#### Stored data entries
┏━━

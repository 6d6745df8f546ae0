//! Configuration validation.
//!
//! Rejects merged settings the index cannot operate with.

use crate::{Config, ConfigError};

/// Checks the merged settings, returning the first invalid one.
pub fn validate_config(config: &Config) -> Result<(), ConfigError> {
    if config.index.writer_heap_bytes == 0 {
        return Err(ConfigError::invalid(
            "index.writer_heap_bytes",
            "writer heap must be greater than zero",
        ));
    }
    if config.registry.max_entries == 0 {
        return Err(ConfigError::invalid(
            "registry.max_entries",
            "the registry must hold at least one tenant",
        ));
    }
    if config.snippet.length == 0 {
        return Err(ConfigError::invalid(
            "snippet.length",
            "snippet length must be greater than zero",
        ));
    }
    Ok(())
}
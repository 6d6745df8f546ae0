//! Directory fixtures for chatdex-config unit tests.

use std::{
    fs,
    path::{Path, PathBuf},
};

use tempfile::TempDir;

use crate::discovery::CONFIG_FILENAME;

/// A throwaway directory tree that config files are written into.
pub struct TestDir {
    /// Removed on drop.
    root: TempDir,
}

impl TestDir {
    /// Creates an empty tree.
    pub fn new() -> Self {
        Self {
            root: tempfile::tempdir().unwrap(),
        }
    }

    /// Root of the tree.
    pub fn path(&self) -> &Path {
        self.root.path()
    }

    /// Creates `rel` (and its parents) and returns its absolute path.
    pub fn dir(&self, rel: &str) -> PathBuf {
        let path = self.root.path().join(rel);
        fs::create_dir_all(&path).unwrap();
        path
    }

    /// Writes `contents` to `rel/.chatdex.toml`. An empty `rel` means the tree root.
    pub fn config(&self, rel: &str, contents: &str) -> PathBuf {
        let path = self.dir(rel).join(CONFIG_FILENAME);
        fs::write(&path, contents).unwrap();
        path
    }

    /// Writes a config that only sets a search default.
    pub fn plain_config(&self, rel: &str) -> PathBuf {
        self.config(rel, "[search]\ndefault_take = 10\n")
    }

    /// Writes a config that stops discovery.
    pub fn root_config(&self, rel: &str) -> PathBuf {
        self.config(rel, "root = true\n")
    }
}
//! Integration tests for chatdex-config.
//!
//! Tests the full configuration loading pipeline: discovery -> parse -> merge -> validate.

// Integration tests live outside cfg(test) by design
#![allow(clippy::tests_outside_test_module)]

use std::{
    fs,
    path::{Path, PathBuf},
};

use chatdex_config::{Config, ConfigError, local_template};

/// Test helper to create a temporary directory structure for tests.
struct TestEnv {
    root: tempfile::TempDir,
}

impl TestEnv {
    fn new() -> Self {
        Self {
            root: tempfile::tempdir().unwrap(),
        }
    }

    fn path(&self) -> &Path {
        self.root.path()
    }

    /// Creates a directory and returns its path.
    fn create_dir(&self, rel_path: &str) -> PathBuf {
        let path = self.root.path().join(rel_path);
        fs::create_dir_all(&path).unwrap();
        path
    }

    /// Creates a file with content and returns its path.
    fn create_file(&self, rel_path: &str, content: &str) -> PathBuf {
        let path = self.root.path().join(rel_path);
        if let Some(parent) = path.parent() {
            fs::create_dir_all(parent).unwrap();
        }
        fs::write(&path, content).unwrap();
        path
    }
}

#[test]
fn test_load_from_no_files_returns_default() {
    let config = Config::load_from_files(&[]).unwrap();

    assert!(config.config_root.is_none());
    assert_eq!(config.index.root, PathBuf::from(".chatdex/index"));
    assert_eq!(config.search.default_take, 20);
}

#[test]
fn test_load_single_root_config() {
    let env = TestEnv::new();
    env.create_file(
        ".chatdex.toml",
        r#"
root = true

[search]
default_take = 7

[snippet]
length = 64
"#,
    );

    let config = Config::load(env.path()).unwrap();

    assert_eq!(config.search.default_take, 7);
    assert_eq!(config.snippet.length, 64);
    assert_eq!(config.config_root.as_deref(), Some(env.path()));
    assert_eq!(config.index.root, env.path().join(".chatdex/index"));
}

#[test]
fn test_nested_configs_merge_closest_first() {
    let env = TestEnv::new();
    env.create_file(
        ".chatdex.toml",
        r#"
root = true

[index]
root = "shared-index"
writer_heap_bytes = 20000000

[registry]
ttl_secs = 30
"#,
    );
    env.create_file(
        "service/.chatdex.toml",
        r#"
[registry]
max_entries = 4
"#,
    );
    let cwd = env.create_dir("service/bin");

    let config = Config::load(&cwd).unwrap();

    assert_eq!(config.config_root, Some(env.path().join("service")));
    assert_eq!(config.index.root, env.path().join("shared-index"));
    assert_eq!(config.index.writer_heap_bytes, 20_000_000);
    assert_eq!(config.registry.ttl_secs, 30);
    assert_eq!(config.registry.max_entries, 4);
}

#[test]
fn test_child_index_root_overrides_parent() {
    let env = TestEnv::new();
    env.create_file(".chatdex.toml", "root = true\n[index]\nroot = \"parent\"\n");
    env.create_file("child/.chatdex.toml", "[index]\nroot = \"mine\"\n");

    let config = Config::load(&env.path().join("child")).unwrap();
    assert_eq!(config.index.root, env.path().join("child/mine"));
}

#[test]
fn test_invalid_toml_is_reported() {
    let env = TestEnv::new();
    let path = env.create_file(".chatdex.toml", "root = true\n[search\n");

    let err = Config::load(env.path()).unwrap_err();
    match err {
        ConfigError::ParseToml { path: reported, .. } => assert_eq!(reported, path),
        other => panic!("unexpected error: {other}"),
    }
}

#[test]
fn test_zero_values_fail_validation() {
    let env = TestEnv::new();
    env.create_file(".chatdex.toml", "root = true\n[snippet]\nlength = 0\n");

    let err = Config::load(env.path()).unwrap_err();
    assert!(matches!(err, ConfigError::Invalid { ref key, .. } if key == "snippet.length"));
}

#[test]
fn test_commented_template_loads_as_defaults() {
    let env = TestEnv::new();
    let mut template = String::from("root = true\n");
    template.push_str(&local_template());
    env.create_file(".chatdex.toml", &template);

    let config = Config::load(env.path()).unwrap();
    assert_eq!(config.search.default_take, 20);
    assert_eq!(config.registry.max_entries, 100);
}

#[test]
fn test_effective_settings_round_trip_through_toml() {
    let env = TestEnv::new();
    env.create_file(
        ".chatdex.toml",
        "root = true\n[search]\ndefault_take = 11\n[registry]\nttl_secs = 0\n",
    );

    let config = Config::load(env.path()).unwrap();
    let rendered = config.settings_to_toml();
    let reparsed = env.create_file("effective/.chatdex.toml", &rendered);
    let again = Config::load_from_files(&[reparsed]).unwrap();

    assert_eq!(again.search.default_take, 11);
    assert_eq!(again.registry.ttl_secs, 0);
    assert_eq!(again.index.root, config.index.root);
}
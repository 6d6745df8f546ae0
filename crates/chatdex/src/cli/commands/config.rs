//! Implementation of `chatdex config`.

use std::process::ExitCode;

use crate::cli::context::CommandContext;

/// Shows effective configuration settings.
pub fn run(ctx: &CommandContext) -> ExitCode {
    print!("{}", ctx.config.settings_to_toml());
    ExitCode::SUCCESS
}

┗━━

#### Your task
Each entry above needs to be retyped exactly as it appears.

#### Finished task
repository 6d6745df8f546ae0
//! Configuration validation.
//!
//! Rejects merged settings the index cannot operate with.

use crate::{Config, ConfigError};

/// Checks the merged settings, returning the first invalid one.
pub fn validate_config(config: &Config) -> Result<(), ConfigError> {
    if config.index.writer_heap_bytes == 0 {
        return Err(ConfigError::invalid(
            "index.writer_heap_bytes",
            "writer heap must be greater than zero",
        ));
    }
    if config.registry.max_entries == 0 {
        return Err(ConfigError::invalid(
            "registry.max_entries",
            "the registry must hold at least one tenant",
        ));
    }
    if config.snippet.length == 0 {
        return Err(ConfigError::invalid(
            "snippet.length",
            "snippet length must be greater than zero",
        ));
    }
    Ok(())
}
repository 6d6745df8f546ae0
//! Directory fixtures for chatdex-config unit tests.

use std::{
    fs,
    path::{Path, PathBuf},
};

use tempfile::TempDir;

use crate::discovery::CONFIG_FILENAME;

/// A throwaway directory tree that config files are written into.
pub struct TestDir {
    /// Removed on drop.
    root: TempDir,
}

impl TestDir {
    /// Creates an empty tree.
    pub fn new() -> Self {
        Self {
            root: tempfile::tempdir().unwrap(),
        }
    }

    /// Root of the tree.
    pub fn path(&self) -> &Path {
        self.root.path()
    }

    /// Creates `rel` (and its parents) and returns its absolute path.
    pub fn dir(&self, rel: &str) -> PathBuf {
        let path = self.root.path().join(rel);
        fs::create_dir_all(&path).unwrap();
        path
    }

    /// Writes `contents` to `rel/.chatdex.toml`. An empty `rel` means the tree root.
    pub fn config(&self, rel: &str, contents: &str) -> PathBuf {
        let path = self.dir(rel).join(CONFIG_FILENAME);
        fs::write(&path, contents).unwrap();
        path
    }

    /// Writes a config that only sets a search default.
    pub fn plain_config(&self, rel: &str) -> PathBuf {
        self.config(rel, "[search]\ndefault_take = 10\n")
    }

    /// Writes a config that stops discovery.
    pub fn root_config(&self, rel: &str) -> PathBuf {
        self.config(rel, "root = true\n")
    }
}
//! Integration tests for chatdex-config.
//!
//! Tests the full configuration loading pipeline: discovery -> parse -> merge -> validate.

// Integration tests live outside cfg(test) by design
#![allow(clippy::tests_outside_test_module)]

use std::{
    fs,
    path::{Path, PathBuf},
};

use chatdex_config::{Config, ConfigError, local_template};

/// Test helper to create a temporary directory structure for tests.
struct TestEnv {
    root: tempfile::TempDir,
}

impl TestEnv {
    fn new() -> Self {
        Self {
            root: tempfile::tempdir().unwrap(),
        }
    }

    fn path(&self) -> &Path {
        self.root.path()
    }

    /// Creates a directory and returns its path.
    fn create_dir(&self, rel_path: &str) -> PathBuf {
        let path = self.root.path().join(rel_path);
        fs::create_dir_all(&path).unwrap();
        path
    }

    /// Creates a file with content and returns its path.
    fn create_file(&self, rel_path: &str, content: &str) -> PathBuf {
        let path = self.root.path().join(rel_path);
        if let Some(parent) = path.parent() {
            fs::create_dir_all(parent).unwrap();
        }
        fs::write(&path, content).unwrap();
        path
    }
}

#[test]
fn test_load_from_no_files_returns_default() {
    let config = Config::load_from_files(&[]).unwrap();

    assert!(config.config_root.is_none());
    assert_eq!(config.index.root, PathBuf::from(".chatdex/index"));
    assert_eq!(config.search.default_take, 20);
}

#[test]
fn test_load_single_root_config() {
    let env = TestEnv::new();
    env.create_file(
        ".chatdex.toml",
        r#"
root = true

[search]
default_take = 7

[snippet]
length = 64
"#,
    );

    let config = Config::load(env.path()).unwrap();

    assert_eq!(config.search.default_take, 7);
    assert_eq!(config.snippet.length, 64);
    assert_eq!(config.config_root.as_deref(), Some(env.path()));
    assert_eq!(config.index.root, env.path().join(".chatdex/index"));
}

#[test]
fn test_nested_configs_merge_closest_first() {
    let env = TestEnv::new();
    env.create_file(
        ".chatdex.toml",
        r#"
root = true

[index]
root = "shared-index"
writer_heap_bytes = 20000000

[registry]
ttl_secs = 30
"#,
    );
    env.create_file(
        "service/.chatdex.toml",
        r#"
[registry]
max_entries = 4
"#,
    );
    let cwd = env.create_dir("service/bin");

    let config = Config::load(&cwd).unwrap();

    assert_eq!(config.config_root, Some(env.path().join("service")));
    assert_eq!(config.index.root, env.path().join("shared-index"));
    assert_eq!(config.index.writer_heap_bytes, 20_000_000);
    assert_eq!(config.registry.ttl_secs, 30);
    assert_eq!(config.registry.max_entries, 4);
}

#[test]
fn test_child_index_root_overrides_parent() {
    let env = TestEnv::new();
    env.create_file(".chatdex.toml", "root = true\n[index]\nroot = \"parent\"\n");
    env.create_file("child/.chatdex.toml", "[index]\nroot = \"mine\"\n");

    let config = Config::load(&env.path().join("child")).unwrap();
    assert_eq!(config.index.root, env.path().join("child/mine"));
}

#[test]
fn test_invalid_toml_is_reported() {
    let env = TestEnv::new();
    let path = env.create_file(".chatdex.toml", "root = true\n[search\n");

    let err = Config::load(env.path()).unwrap_err();
    match err {
        ConfigError::ParseToml { path: reported, .. } => assert_eq!(reported, path),
        other => panic!("unexpected error: {other}"),
    }
}

#[test]
fn test_zero_values_fail_validation() {
    let env = TestEnv::new();
    env.create_file(".chatdex.toml", "root = true\n[snippet]\nlength = 0\n");

    let err = Config::load(env.path()).unwrap_err();
    assert!(matches!(err, ConfigError::Invalid { ref key, .. } if key == "snippet.length"));
}

#[test]
fn test_commented_template_loads_as_defaults() {
    let env = TestEnv::new();
    let mut template = String::from("root = true\n");
    template.push_str(&local_template());
    env.create_file(".chatdex.toml", &template);

    let config = Config::load(env.path()).unwrap();
    assert_eq!(config.search.default_take, 20);
    assert_eq!(config.registry.max_entries, 100);
}

#[test]
fn test_effective_settings_round_trip_through_toml() {
    let env = TestEnv::new();
    env.create_file(
        ".chatdex.toml",
        "root = true\n[search]\ndefault_take = 11\n[registry]\nttl_secs = 0\n",
    );

    let config = Config::load(env.path()).unwrap();
    let rendered = config.settings_to_toml();
    let reparsed = env.create_file("effective/.chatdex.toml", &rendered);
    let again = Config::load_from_files(&[reparsed]).unwrap();

    assert_eq!(again.search.default_take, 11);
    assert_eq!(again.registry.ttl_secs, 0);
    assert_eq!(again.index.root, config.index.root);
}
repository 6d6745df8f546ae0
filename crates/chatdex/src/cli/commands/config.rs
//! Implementation of `chatdex config`.

use std::process::ExitCode;

use crate::cli::context::CommandContext;

/// Shows effective configuration settings.
pub fn run(ctx: &CommandContext) -> ExitCode {
    print!("{}", ctx.config.settings_to_toml());
    ExitCode::SUCCESS
}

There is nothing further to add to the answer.